III. La présence économique française au Népal

- Le commerce bilatéral entre la France et le Népal est caractérisé par sa faiblesse et sa concentration sur quelques postes
Les flux commerciaux entre la France et le Népal demeurent faibles : 22 MEUR en 2003 et ont même tendance à stagner (23 en 2004 et 21 en 2005). Les exportations françaises après avoir connu un pic au dessus des 15 M€ en 2000, 2001 et 2002 semblent se situer durablement en dessous de ce niveau aujourd’hui : 8,7 M€ en 2004, 10,2 en 2005. En 2005, elles sont concentrées surtout sur les biens intermédiaires (50%) et les biens d’équipement (28%).
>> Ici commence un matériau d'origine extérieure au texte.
//! # Block Module
//!
//! Tile codes, tile types, block faces and the texture layer each face of a
//! tile type samples.

use block_side::BlockSide;
use block_type::BlockType;

pub mod block_side;
pub mod block_type;

/// The integer type a tile is stored as in the grid.
pub type TileCode = u8;

/// Texture array layer with the grass top.
pub const TEXTURE_LAYER_TOP: u32 = 0;
/// Texture array layer with the grass-on-dirt side.
pub const TEXTURE_LAYER_SIDE: u32 = 1;
/// Texture array layer with plain dirt.
pub const TEXTURE_LAYER_BOTTOM: u32 = 2;
/// Number of texture layers the renderer uploads.
pub const TEXTURE_LAYER_COUNT: u32 = 3;

impl BlockType {
    /// Texture layer drawn on the given face of this tile type.
    ///
    /// # Returns
    /// `None` for tile types that are never drawn.
    pub fn texture_layer(self, side: BlockSide) -> Option<u32> {
        match self {
            BlockType::GRASS => Some(match side {
                BlockSide::UP => TEXTURE_LAYER_TOP,
                BlockSide::DOWN => TEXTURE_LAYER_BOTTOM,
                _ => TEXTURE_LAYER_SIDE,
            }),
            BlockType::DIRT => Some(TEXTURE_LAYER_BOTTOM),
            BlockType::OPEN => None,
        }
    }
}

#[cfg(test)]
mod tests {
    use super::*;

    #[test]
    fn grass_has_distinct_top_side_and_bottom() {
        assert_eq!(BlockType::GRASS.texture_layer(BlockSide::UP), Some(TEXTURE_LAYER_TOP));
        assert_eq!(BlockType::GRASS.texture_layer(BlockSide::EAST), Some(TEXTURE_LAYER_SIDE));
        assert_eq!(BlockType::GRASS.texture_layer(BlockSide::DOWN), Some(TEXTURE_LAYER_BOTTOM));
    }

    #[test]
    fn dirt_is_uniform_and_open_is_never_drawn() {
        for side in BlockSide::all() {
            assert_eq!(BlockType::DIRT.texture_layer(side), Some(TEXTURE_LAYER_BOTTOM));
            assert_eq!(BlockType::OPEN.texture_layer(side), None);
        }
    }
}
La part de marché de la France s’élève à un peu plus de 1% (un peu moins qu’en Inde où elle se situe en moyenne aux alentours de 1,5%), l’Inde se taillant la part du lion avec plus de 50%.
Quant aux importations françaises en provenance du Népal, elles sont constituées à hauteur de 75% par des biens de consommation, les biens intermédiaires ne représentant que 19%. Les exportations népalaises ont progressé de plus de 30% entre 2003 et 2005 renversant la situation de la balance commerciale qui en 2001, 2002, 2003 avait été favorable à la France.
En effet, depuis dix ans, la balance commerciale de la France avec le Népal est généralement déficitaire (voir annexe).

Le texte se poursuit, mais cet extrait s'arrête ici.